Abstract

Promoting the services trade is considered an effective means of revitalizing the economy at a marginal environmental cost in the post-pandemic era. However, the impact of services trade growth and how to promote services development remain to be addressed. This study investigates the performance of the services trade for both developed and developing countries as well as the impact of their services trade growth on the Paris Agreement climate target and the possible synergy for achieving the Sustainable Development Goals (SDGs). Moreover, policy recommendations are provided for developing countries to facilitate services trade growth. Input–output analysis, comparative advantage theory, and the Model for the Assessment of Greenhouse Gas Induced Climate Change (MAGICC) are used in this study. The results show that services trade accounted for 44.4 % of global trade-induced value added but only 14.7 % of CO2 emissions. Services trade growth would lead to 199.8 Mt and 311.2 Mt CO2 emissions under the ServGrow scenario and DoubDeve scenario, respectively, suggesting that vigorously promoting services exports growth of developing countries has limited carbon implications.
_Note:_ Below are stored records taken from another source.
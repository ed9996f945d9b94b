use {
    crate::constants::*,
    http::status::StatusCode,
    scratchstack_errors::ServiceError,
    std::{
        error::Error,
        fmt::{Display, Formatter, Result as FmtResult},
        io::Error as IOError,
    },
};

/// Error returned when a credential context cannot be built or a URL cannot be signed.
#[derive(Debug)]
#[non_exhaustive]
pub enum SigningError {
    /// No usable credential material was supplied. Sample messages:
    /// `No private key material supplied`
    /// `No credentials found: supply a path, inline JSON, or set GOOGLE_APPLICATION_CREDENTIALS_JSON`
    Auth(/* message */ String),

    /// The RSA signing primitive failed.
    Crypto(rsa::signature::Error),

    /// A credential file could not be read.
    IO(IOError),

    /// The caller passed an argument this crate cannot act on, such as an unrecognized signing
    /// protocol version. Sample message:
    /// `Unsupported signing version: 'v3'`
    InvalidArgument(/* message */ String),

    /// The credential document is not valid JSON or lacks `private_key`/`client_email`.
    MalformedCredentials(serde_json::Error),

    /// The private key is not a valid PKCS#1 or PKCS#8 PEM-encoded RSA key.
    MalformedKey(/* message */ String),
}

impl SigningError {
    fn error_code(&self) -> &'static str {
        match self {
            Self::Auth(_) => ERR_CODE_AUTH_ERROR,
            Self::Crypto(_) | Self::IO(_) => ERR_CODE_INTERNAL_FAILURE,
            Self::InvalidArgument(_) => ERR_CODE_INVALID_ARGUMENT,
            Self::MalformedCredentials(_) => ERR_CODE_MALFORMED_CREDENTIALS,
            Self::MalformedKey(_) => ERR_CODE_MALFORMED_KEY,
        }
    }

    fn http_status(&self) -> StatusCode {
        match self {
            Self::InvalidArgument(_) => StatusCode::BAD_REQUEST,
            Self::Auth(_) | Self::MalformedCredentials(_) | Self::MalformedKey(_) => StatusCode::UNAUTHORIZED,
            Self::Crypto(_) | Self::IO(_) => StatusCode::INTERNAL_SERVER_ERROR,
        }
    }
}

impl ServiceError for SigningError {
    fn error_code(&self) -> &'static str {
        SigningError::error_code(self)
    }

    fn http_status(&self) -> StatusCode {
        SigningError::http_status(self)
    }
}

impl Display for SigningError {
    fn fmt(&self, f: &mut Formatter) -> FmtResult {
        match self {
            Self::Auth(msg) => f.write_str(msg),
            Self::Crypto(ref e) => write!(f, "RSA signing failed: {}", e),
            Self::IO(ref e) => Display::fmt(e, f),
            Self::InvalidArgument(msg) => f.write_str(msg),
            Self::MalformedCredentials(ref e) => write!(f, "Malformed credential document: {}", e),
            Self::MalformedKey(msg) => f.write_str(msg),
        }
    }
}

impl Error for SigningError {
    fn source(&self) -> Option<&(dyn Error + 'static)> {
        match self {
            Self::Crypto(ref e) => Some(e),
            Self::IO(ref e) => Some(e),
            Self::MalformedCredentials(ref e) => Some(e),
            _ => None,
        }
    }
}

impl From<IOError> for SigningError {
    fn from(e: IOError) -> SigningError {
        SigningError::IO(e)
    }
}

impl From<rsa::signature::Error> for SigningError {
    fn from(e: rsa::signature::Error) -> SigningError {
        SigningError::Crypto(e)
    }
}

impl From<serde_json::Error> for SigningError {
    fn from(e: serde_json::Error) -> SigningError {
        SigningError::MalformedCredentials(e)
    }
}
Further simulation indicates that the global atmospheric temperature increase caused by services trade growth in both scenarios is within 0.05 °C. Notably, accelerating services exports growth in developing countries helps to mitigate the inequality between developed and developing countries. The findings of this study can inform policymakers regarding the formulation and implementation of policies for economic recovery, reducing inequality, addressing climate change, and contributing to the achievement of the SDGs.